Conversation by conversation, Slaton gave them parts of Thomas’s story, so they knew he was out there, and they were both interested in reconnecting.

But for Thomas, who had searched in vain for nearly half a century, he nearly couldn’t believe the news that his long-lost children were finally found.

He was absolutely stunned into silence.

“They both want to talk to you,” Slaton said. He couldn’t believe it.

She continued, telling Thomas what his son had thought about the search: “He doesn’t know that you’re searching for him yet but is expecting a call today.”

“I said, ‘Did you ever think about finding anyone in your birth family?’ and he said to me, ‘I didn’t think it was possible,'” Slaton recalled. “And he said, ‘Quite honestly, I didn’t think anyone ever cared enough about me to look for me.'”
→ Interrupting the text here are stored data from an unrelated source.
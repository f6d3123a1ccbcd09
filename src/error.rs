//! Error types for panel nesting.

use std::path::PathBuf;
use thiserror::Error;

/// Error codes for nesting runs.
#[derive(Debug, Clone, Copy, PartialEq, Eq)]
pub enum ErrorCode {
    /// File not found (-1)
    FileNotFound = -1,
    /// Empty file (-2)
    EmptyFile = -2,
    /// General parse error (-3)
    ParseError = -3,
    /// No [Part] section found (-11)
    NoPartSection = -11,
    /// Non-positive sheet dimension or negative kerf (E100)
    InvalidDimension = 100,
    /// Non-positive part dimension (E101)
    InvalidPart = 101,
    /// Part larger than the sheet (E200)
    OversizedPart = 200,
    /// No candidate stock size qualifies (E201)
    NoEligibleCandidate = 201,
    /// Requested stock label or material does not exist (E202)
    InvalidConfiguration = 202,
}

/// A part that cannot fit on a sheet.
#[derive(Debug, Clone, PartialEq)]
pub struct OversizedPart {
    pub name: String,
    pub width: f64,
    pub depth: f64,
}

impl std::fmt::Display for OversizedPart {
    fn fmt(&self, f: &mut std::fmt::Formatter<'_>) -> std::fmt::Result {
        write!(f, "{} ({} x {})", self.name, self.width, self.depth)
    }
}

/// Main error type for nesting.
#[derive(Debug, Error)]
pub enum NestError {
    #[error("File not found: {path}")]
    FileNotFound { path: PathBuf },

    #[error("Empty file: {path}")]
    EmptyFile { path: PathBuf },

    #[error("No [Part] section found in file")]
    NoPartSection,

    #[error("Missing required field '{field}' in section [{section}]")]
    MissingField { section: String, field: String },

    #[error("Invalid value for '{field}' at line {line}: expected {expected}, got '{value}'")]
    InvalidValue {
        line: usize,
        field: String,
        expected: String,
        value: String,
    },

    #[error("Invalid dimension: {what} must be {requirement}, got {value}")]
    InvalidDimension {
        what: String,
        requirement: &'static str,
        value: f64,
    },

    #[error("Invalid part '{name}': dimensions must be positive, got {width} x {depth}")]
    InvalidPart {
        name: String,
        width: f64,
        depth: f64,
    },

    #[error("{} part(s) do not fit a {sheet_width} x {sheet_height} sheet: {}", parts.len(), format_parts(parts))]
    OversizedParts {
        sheet_width: f64,
        sheet_height: f64,
        parts: Vec<OversizedPart>,
    },

    #[error("No eligible stock candidate: {reason}")]
    NoEligibleCandidate { reason: String },

    #[error("Unknown stock size: {label}")]
    UnknownCandidate { label: String },

    #[error("Unknown material: {name}")]
    UnknownMaterial { name: String },

    #[error("IO error: {0}")]
    Io(#[from] std::io::Error),
}

fn format_parts(parts: &[OversizedPart]) -> String {
    parts
        .iter()
        .map(|p| p.to_string())
        .collect::<Vec<_>>()
        .join(", ")
}

impl NestError {
    /// Get the error code for this error.
    pub fn code(&self) -> ErrorCode {
        match self {
            NestError::FileNotFound { .. } => ErrorCode::FileNotFound,
            NestError::EmptyFile { .. } => ErrorCode::EmptyFile,
            NestError::NoPartSection => ErrorCode::NoPartSection,
            NestError::MissingField { .. } => ErrorCode::ParseError,
            NestError::InvalidValue { .. } => ErrorCode::ParseError,
            NestError::InvalidDimension { .. } => ErrorCode::InvalidDimension,
            NestError::InvalidPart { .. } => ErrorCode::InvalidPart,
            NestError::OversizedParts { .. } => ErrorCode::OversizedPart,
            NestError::NoEligibleCandidate { .. } => ErrorCode::NoEligibleCandidate,
            NestError::UnknownCandidate { .. } => ErrorCode::InvalidConfiguration,
            NestError::UnknownMaterial { .. } => ErrorCode::InvalidConfiguration,
            NestError::Io(_) => ErrorCode::FileNotFound,
        }
    }

    /// Get the numeric error code value.
    pub fn code_value(&self) -> i32 {
        self.code() as i32
    }
}

/// Result type alias for nesting operations.
pub type Result<T> = std::result::Result<T, NestError>;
That brought Thomas to tears.

“That’s so messed up—that they felt abandoned,” he said.

“But Dad, you didn’t abandon him—and now he gets to know that,” his daughter Charlene told him.

Sandra was now Susan, and was adopted by a wonderful woman who adopted six other children to give them a home. Neither she nor her brother Tim ever heard from their mother again after they were adopted, even though they tried writing.

But they always wanted to ask: Why?

They didn’t have any photos of Thomas, and had forgotten he even cared.

Now Susan, Tim, and their biological father Thomas all had expressed that they wanted to reach out to each other. So Slaton made the call.

“Tim, I am with your biological father,” she said, with Thomas sitting right beside her.

“Biological father?!” Tim exclaimed. Slaton tried to continue, but he was too surprised. “Are you telling me he’s still alive?”

“I have a father!” Tim said.

“I can’t believe this is real,” Susan said between tears. “I’m an all grown woman and here I am acting like a baby, crying.”

The emotional reunion after 40 years was overwhelming for all three parties—and then they agreed to meet in person.

“I just can’t believe you’re my actual father. I’m standing right here looking at you,” Tim told his father during their reunion. “You don’t know what I’m feeling—I’m going through right now.”

“I’ve been looking for a long time,” Thomas told them.